[Task statement]
Filter the data for lines with the word "section", then copy every line so identified.

[Material provided Boundary: Start]

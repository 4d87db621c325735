use clinical_rag_core::{
    ChunkingConfig, ClinicalRetriever, ExtraMetadata, FixedSizeChunker, GenerationConfig,
    GenerationMode, IngestionPipeline, LocalVectorIndex, PiiScrubber, ReportGenerator, ReportType,
    RetrievalConfig, ScrubberProfile, VectorIndex,
};
use regex::Regex;
use std::path::Path;
use std::sync::Arc;

fn pipeline(
    index: Arc<LocalVectorIndex>,
    scrubber: Option<PiiScrubber>,
) -> Result<IngestionPipeline, Box<dyn std::error::Error>> {
    let chunker = FixedSizeChunker::new(ChunkingConfig {
        chunk_size: 500,
        chunk_overlap: 50,
        min_chunk_size: 20,
    })?;
    Ok(IngestionPipeline::new(Box::new(chunker), scrubber, index))
}

fn generator(index: Arc<LocalVectorIndex>, relevance_threshold: f64) -> ReportGenerator {
    let retriever = ClinicalRetriever::new(
        index,
        RetrievalConfig {
            relevance_threshold,
            ..RetrievalConfig::default()
        },
    );
    ReportGenerator::new(retriever, None, GenerationConfig::default())
}

#[tokio::test]
async fn ssn_never_reaches_the_index() -> Result<(), Box<dyn std::error::Error>> {
    let index = Arc::new(LocalVectorIndex::in_memory("e2e"));
    let scrubber = PiiScrubber::local(ScrubberProfile::Default, 0.5)?;
    let pipeline = pipeline(index.clone(), Some(scrubber))?;

    let outcome = pipeline
        .ingest_document(
            Path::new("intake_form.txt"),
            Some(b"Intake completed. Insurance verified with SSN 123-45-6789 on file.".to_vec()),
            &ExtraMetadata::for_patient("P100", "FY 2025"),
        )
        .await;
    assert!(outcome.success, "{:?}", outcome.error);

    let placeholder = Regex::new(r"\[REDACTED-US_SSN\]")?;
    let ssn = Regex::new(r"\d{3}-\d{2}-\d{4}")?;
    let stored = index.query("intake insurance verified", 10, None).await?;
    assert!(!stored.is_empty());
    for chunk in stored {
        assert!(placeholder.is_match(&chunk.text));
        assert!(!ssn.is_match(&chunk.text));
    }
    Ok(())
}

#[tokio::test]
async fn unrelated_query_produces_no_documents_report() -> Result<(), Box<dyn std::error::Error>> {
    let index = Arc::new(LocalVectorIndex::in_memory("e2e"));
    let pipeline = pipeline(index.clone(), None)?;
    let outcome = pipeline
        .ingest_document(
            Path::new("progress_note_2025-01-05.txt"),
            Some(b"Blood pressure trending down after medication adjustment.".to_vec()),
            &ExtraMetadata::default(),
        )
        .await;
    assert!(outcome.success);

    let report = generator(index, 0.99)
        .generate_report(
            "quarterly parking garage invoice",
            ReportType::FullSummary,
            None,
            None,
        )
        .await?;

    assert_eq!(report.context_used, 0);
    assert!(report.content.contains("no documents found"));
    assert_eq!(report.metadata.mode, GenerationMode::NoContext);
    Ok(())
}

#[tokio::test]
async fn structured_report_orders_admission_before_progress(
) -> Result<(), Box<dyn std::error::Error>> {
    let index = Arc::new(LocalVectorIndex::in_memory("e2e"));
    let pipeline = pipeline(index.clone(), None)?;
    for (name, text) in [
        (
            "progress_note_2025-01-05.txt",
            "Progress note: sleep improved, mood brighter, appetite returning.",
        ),
        (
            "admission_summary.txt",
            "Admitted with low mood and poor sleep. Started sertraline.",
        ),
    ] {
        let outcome = pipeline
            .ingest_document(
                Path::new(name),
                Some(text.as_bytes().to_vec()),
                &ExtraMetadata::for_patient("P200", "FY 2025"),
            )
            .await;
        assert!(outcome.success);
    }

    let report = generator(index, 0.0)
        .generate_patient_summary("P200", ReportType::ProgressSummary, None)
        .await?;

    assert_eq!(report.metadata.mode, GenerationMode::Structured);
    assert_eq!(report.context_used, 2);
    let admission = report
        .content
        .find("### Admission Information")
        .ok_or("missing admission section")?;
    let progress = report
        .content
        .find("### Progress Notes")
        .ok_or("missing progress section")?;
    assert!(admission < progress);
    assert_eq!(report.sources.len(), 2);
    Ok(())
}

[Material provided Boundary: End]

[Answer space]
        .ok_or("missing admission section")?;
        .ok_or("missing progress section")?;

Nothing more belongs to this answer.